New Soap for Cleaning Soap

June 24, 2004
CINCINNATI — Consumer giant Procter & Gamble today announced a new product enabling consumers to maintain the cleanliness of traditional bar soaps.

“For years our customers have complained that the stickiness of in-use bar soaps attracts un-appealing hair and dust adhesions” notes P&G spokesman Ron Neufchatel. “Our own researchers have discovered in the lab that these bar soaps may also be among the most pathogenic objects in the household. They act like fly-traps for the very bathroom and kitchen germs they are meant to wash off. Sure, they get the germs off your hands, but, on subsequent washings, can reintroduce the same germs. Bathtubs into which in-use soaps fall can fill with rapidly-replicating germs in a matter of minutes.”

Until recently, dispenser-based liquid soaps were the only solution for the germ-aware. But P&G’s new Metasoap enables consumers to again enjoy traditional bar soaps worry-free. Handsoap Industry Association of America spokeswoman Maude Freed welcomed the new product, declaring it a “boon to a much-maligned industry.” “Most people don’t realize that the traditional craft of soapmaking has fallen on hard times. Metasoap may revive a nearly lost art.”

“The simple pleasures of a rich, scented bar of soap need no longer be stigmatized by the risk of serious, debilitating bacterial infection. To enhance your soap’s safety, simply wash it after each use with Metasoap” declares P&G’s promotional material.

Metasoap comes in three handy, unscented forms: liquid pump, spray, and, yes, bar. It seems that the peculiar germ and lint-retardant properties of Metasoap make it possible to wash your bar of soap with a bar of Metasoap.
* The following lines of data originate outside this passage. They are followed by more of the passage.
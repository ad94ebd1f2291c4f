//! Fine-tuning loop for the sentiment head.

use std::path::PathBuf;

use candle_core::Device;
use candle_nn::{Optimizer, VarMap};
use serde::{Deserialize, Serialize};

use super::checkpoint::{CheckpointMetadata, CheckpointStore};
use super::data::{BatchIterator, EncodedSplit};
use super::metrics::{evaluate_logits, EvaluationReport};
use crate::classifier::SentimentHead;
use crate::error::{Result, SentimentError};

/// Training configuration.
#[derive(Debug, Clone, PartialEq, Serialize, Deserialize)]
pub struct TrainConfig {
    pub lr: f64,
    pub weight_decay: f64,
    pub batch_size: usize,
    pub epochs: usize,
    pub seed: u64,
    /// Write a step checkpoint every this many optimizer steps; 0 disables them
    pub save_steps: usize,
    /// Maximum step checkpoints kept on disk; `None` keeps all
    pub save_total_limit: Option<usize>,
    pub output_dir: PathBuf,
}

impl Default for TrainConfig {
    fn default() -> Self {
        Self {
            lr: 1e-3,
            weight_decay: 1e-2,
            batch_size: 16,
            epochs: 2,
            seed: 42,
            save_steps: 500,
            save_total_limit: Some(2),
            output_dir: PathBuf::from("sentiment-model"),
        }
    }
}

/// Per-epoch metrics logged during training.
#[derive(Debug, Clone, PartialEq, Serialize, Deserialize)]
pub struct EpochMetrics {
    pub epoch: usize,
    pub train_loss: f64,
    pub eval: EvaluationReport,
}

pub struct TrainOutcome {
    pub head: SentimentHead,
    pub history: Vec<EpochMetrics>,
    pub global_step: usize,
    /// Directory holding the final model
    pub model_dir: PathBuf,
}

impl TrainOutcome {
    pub fn final_eval(&self) -> Option<&EvaluationReport> {
        self.history.last().map(|m| &m.eval)
    }
}

/// Trains a [`SentimentHead`] on pre-computed sentence embeddings.
pub struct Trainer {
    config: TrainConfig,
    encoder_name: String,
    device: Device,
}

impl Trainer {
    pub fn new(config: TrainConfig, encoder_name: impl Into<String>) -> Self {
        Self {
            config,
            encoder_name: encoder_name.into(),
            device: Device::Cpu,
        }
    }

    pub fn config(&self) -> &TrainConfig {
        &self.config
    }

    pub fn device(&self) -> &Device {
        &self.device
    }

    /// Runs the full loop: fixed number of epochs, AdamW on cross-entropy,
    /// step checkpoints every `save_steps`, evaluation after each epoch,
    /// and the final model written to `output_dir`.
    pub fn train(&self, train: &EncodedSplit, eval: &EncodedSplit) -> Result<TrainOutcome> {
        let config = &self.config;
        if train.is_empty() {
            return Err(SentimentError::TrainingError("Training set is empty".to_string()));
        }
        if config.epochs == 0 {
            return Err(SentimentError::TrainingError("epochs must be at least 1".to_string()));
        }

        let embedding_size = train.inputs.dim(1)?;
        let varmap = VarMap::new();
        let head = SentimentHead::new_trainable(&varmap, embedding_size, &self.device)?;

        let mut optimizer = candle_nn::AdamW::new(
            varmap.all_vars(),
            candle_nn::ParamsAdamW {
                lr: config.lr,
                weight_decay: config.weight_decay,
                ..Default::default()
            },
        )?;

        let mut store = CheckpointStore::new(&config.output_dir, config.save_total_limit);
        let mut batches = BatchIterator::new(train, config.batch_size);
        let mut history: Vec<EpochMetrics> = Vec::with_capacity(config.epochs);
        let mut global_step = 0usize;

        log::info!(
            "Training: {} train / {} eval samples, lr={}, wd={}, batch={}, epochs={}, steps/epoch={}",
            train.len(),
            eval.len(),
            config.lr,
            config.weight_decay,
            config.batch_size,
            config.epochs,
            batches.batches_per_epoch(),
        );

        for epoch in 0..config.epochs {
            batches.reshuffle(config.seed, epoch);

            let mut epoch_loss = 0.0;
            let mut batch_count = 0usize;

            while let Some((batch_inputs, batch_labels)) = batches.next_batch()? {
                let logits = head.forward_logits(&batch_inputs)?;
                let loss = candle_nn::loss::cross_entropy(&logits, &batch_labels)?;
                optimizer.backward_step(&loss)?;

                epoch_loss += loss.to_scalar::<f32>()? as f64;
                batch_count += 1;
                global_step += 1;

                if config.save_steps > 0 && global_step % config.save_steps == 0 {
                    let metadata = CheckpointMetadata::new(global_step, epoch, &self.encoder_name, embedding_size);
                    store.save_step(&varmap, &metadata)?;
                }
            }

            let train_loss = if batch_count > 0 {
                epoch_loss / batch_count as f64
            } else {
                0.0
            };

            let eval_report = if eval.is_empty() {
                EvaluationReport::empty()
            } else {
                evaluate_logits(&head.forward_logits(&eval.inputs)?, &eval.labels)?
            };

            log::info!(
                "epoch {:3} | step {} | train_loss={:.4} | {}",
                epoch + 1,
                global_step,
                train_loss,
                eval_report,
            );

            history.push(EpochMetrics {
                epoch: epoch + 1,
                train_loss,
                eval: eval_report,
            });
        }

        let mut metadata = CheckpointMetadata::new(global_step, config.epochs, &self.encoder_name, embedding_size);
        metadata.accuracy = history.last().filter(|m| m.eval.total > 0).map(|m| m.eval.accuracy);
        let model_dir = store.save_final(&varmap, &metadata)?;

        Ok(TrainOutcome {
            head,
            history,
            global_step,
            model_dir,
        })
    }
}

#[cfg(test)]
mod tests {
    use super::*;
    use crate::sentiment::Sentiment;

    fn separable_split(n: usize) -> EncodedSplit {
        let mut embeddings = Vec::new();
        let mut labels = Vec::new();
        for i in 0..n {
            let strength = 0.5 + (i % 5) as f32 * 0.1;
            if i % 2 == 0 {
                embeddings.push(vec![strength, 0.1]);
                labels.push(Sentiment::Positive);
            } else {
                embeddings.push(vec![0.1, strength]);
                labels.push(Sentiment::Negative);
            }
        }
        EncodedSplit::from_embeddings(&embeddings, &labels, 2, &Device::Cpu).unwrap()
    }

    fn test_config(output_dir: PathBuf) -> TrainConfig {
        TrainConfig {
            lr: 0.1,
            batch_size: 4,
            epochs: 5,
            save_steps: 10,
            output_dir,
            ..TrainConfig::default()
        }
    }

    #[test]
    fn test_train_config_default() {
        let cfg = TrainConfig::default();
        assert!((cfg.lr - 1e-3).abs() < 1e-12);
        assert_eq!(cfg.batch_size, 16);
        assert_eq!(cfg.epochs, 2);
        assert_eq!(cfg.seed, 42);
        assert_eq!(cfg.save_steps, 500);
        assert_eq!(cfg.save_total_limit, Some(2));
    }

    #[test]
    fn test_learns_separable_data() {
        let dir = tempfile::tempdir().unwrap();
        let trainer = Trainer::new(test_config(dir.path().to_path_buf()), "toy");
        let outcome = trainer.train(&separable_split(40), &separable_split(10)).unwrap();

        assert_eq!(outcome.history.len(), 5);
        assert_eq!(outcome.global_step, 50);
        let final_eval = outcome.final_eval().unwrap();
        assert_eq!(final_eval.total, 10);
        assert!(final_eval.accuracy >= 0.9, "accuracy {}", final_eval.accuracy);
        assert!(outcome.history[4].train_loss < outcome.history[0].train_loss);

        let prediction = outcome.head.predict(&[0.9, 0.1]).unwrap();
        assert_eq!(prediction.label, Sentiment::Positive);
    }

    #[test]
    fn test_writes_checkpoints_and_final_model() {
        let dir = tempfile::tempdir().unwrap();
        let trainer = Trainer::new(test_config(dir.path().to_path_buf()), "toy");
        let outcome = trainer.train(&separable_split(40), &separable_split(10)).unwrap();

        // 50 steps, one checkpoint every 10, only the newest 2 kept
        let store = CheckpointStore::new(dir.path(), None);
        let steps: Vec<usize> = store
            .list_step_checkpoints()
            .unwrap()
            .into_iter()
            .map(|(step, _)| step)
            .collect();
        assert_eq!(steps, vec![40, 50]);

        let metadata = CheckpointMetadata::read(&outcome.model_dir).unwrap();
        assert_eq!(metadata.step, 50);
        assert_eq!(metadata.encoder, "toy");
        assert_eq!(metadata.embedding_size, 2);
        assert!(metadata.accuracy.is_some());
    }

    #[test]
    fn test_training_is_reproducible() {
        let run = || {
            let dir = tempfile::tempdir().unwrap();
            let trainer = Trainer::new(test_config(dir.path().to_path_buf()), "toy");
            let outcome = trainer.train(&separable_split(20), &separable_split(6)).unwrap();
            outcome.head.probabilities(&[0.4, 0.6]).unwrap()
        };
        assert_eq!(run(), run());
    }

    #[test]
    fn test_rejects_empty_training_set() {
        let dir = tempfile::tempdir().unwrap();
        let trainer = Trainer::new(test_config(dir.path().to_path_buf()), "toy");
        let empty = EncodedSplit::from_embeddings(&[], &[], 2, &Device::Cpu).unwrap();
        assert!(matches!(
            trainer.train(&empty, &empty),
            Err(SentimentError::TrainingError(_))
        ));
    }
}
Consumer watchdog group Poison Soap Watch cautioned that Metasoap has not yet been tested in independent labs, but welcomed the product as a first step in reconciling the public-health concerns presented by the “omnipresent threat of germ-soaked soap” with the “important business interests of soapmakers and the soap industry.”

New Company Tells Future, Sells Future

Sept. 1, 2000
NEW HAVEN–Futurefeedforward, a young start-up company in southern Connecticut, publicly announced today that it has established a computer networking link to the future. The company’s Temporal Networking technology enables it to directly gather information about the future from databases located in the future and linked to present day computers in its New Haven offices. The company reports that by eventually building extensive databases in the future containing information about events between now and the future, and by networking “ForwardServers” with “present-side clients,” it has gained unprecedented access to information about the future.

“The commercial possibilities are literally endless,” notes a company spokesperson. “One simple example: Marketers can improve the effectiveness of advertising campaigns by targeting only those consumers who will eventually buy what they’re selling.”

Although the exact nature of the technology remains a secret, company materials claim that information can be encoded in “wave packets” traveling back in time on “retrograde quantum effects.” A present-day “black box” device collects and decodes these packets, producing usable, present-day information about future events.

Company founder Redroe “Red” Boudaine invented the technology and established the company to develop and exploit its commercial possibilities.

The company currently offers financial and research services to the industrial, commercial, and consumer markets.

Its research division, predictably, touts its ability to produce unequalled and unequallable analyses of future trends; but its financial services division aims to profit by selling money below its current value. “Money wants to be free!” declares CEO Boudaine.

Prominent banking officials doubt the viability of a business which sells money below cost. “If I sell you $1 million for, say, $900,000, that’s just not a business, that’s a bankruptcy waiting to happen,” noted a Federal Reserve spokeswoman.

Boudaine remains undaunted: “It’s not that banking officials are behind-the-times; it’s just that we are ahead, looking decades, centuries, even millennia into the future. They may refuse to accept our vision now, but, eventually, we will own them, all of them.”

The company’s web-presence at futurefeedforward.com regularly publishes news about future events in an attempt to “spread the word about the company” and to “build our brand.”